Lozano Manuel, Herrera Francisco, Krasnogor Natalio, Molina Daniel
Dept. of Computer Science and A.I., University of Granada, 18071 Granada, Spain.
Evol Comput. 2004 Fall;12(3):273-302. doi: 10.1162/1063656041774983.
This paper presents a real-coded memetic algorithm that applies a crossover hill-climbing to solutions produced by the genetic operators. On the one hand, the memetic algorithm provides global search (reliability) by means of the promotion of high levels of population diversity. On the other, the crossover hill-climbing exploits the self-adaptive capacity of real-parameter crossover operators with the aim of producing an effective local tuning on the solutions (accuracy). An important aspect of the memetic algorithm proposed is that it adaptively assigns different local search probabilities to individuals.

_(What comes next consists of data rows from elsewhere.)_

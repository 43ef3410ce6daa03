#![deny(unsafe_code)]

mod backend;
mod controller;

pub use backend::{PrefetchBackend, SystemBackend};
pub use controller::{PrefetchController, Request};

It was observed that the algorithm adjusts the global/local search balance according to the particularities of each problem instance. Experimental results show that, for a wide range of problems, the method we propose here consistently outperforms other real-coded memetic algorithms which appeared in the literature.
本文提出了一种实编码的混合算法,该算法将交叉爬山法应用于遗传算子产生的解。一方面,混合算法通过促进高水平的种群多样性来提供全局搜索(可靠性)。另一方面,交叉爬山法利用实参数交叉算子的自适应能力,以便对解进行有效的局部调整(准确性)。所提出的混合算法的一个重要方面是它能自适应地为个体分配不同的局部搜索概率。据观察,该算法根据每个问题实例的特点来调整全局/局部搜索平衡。实验结果表明,对于广泛的问题,我们在此提出的方法始终优于文献中出现的其他实编码混合算法。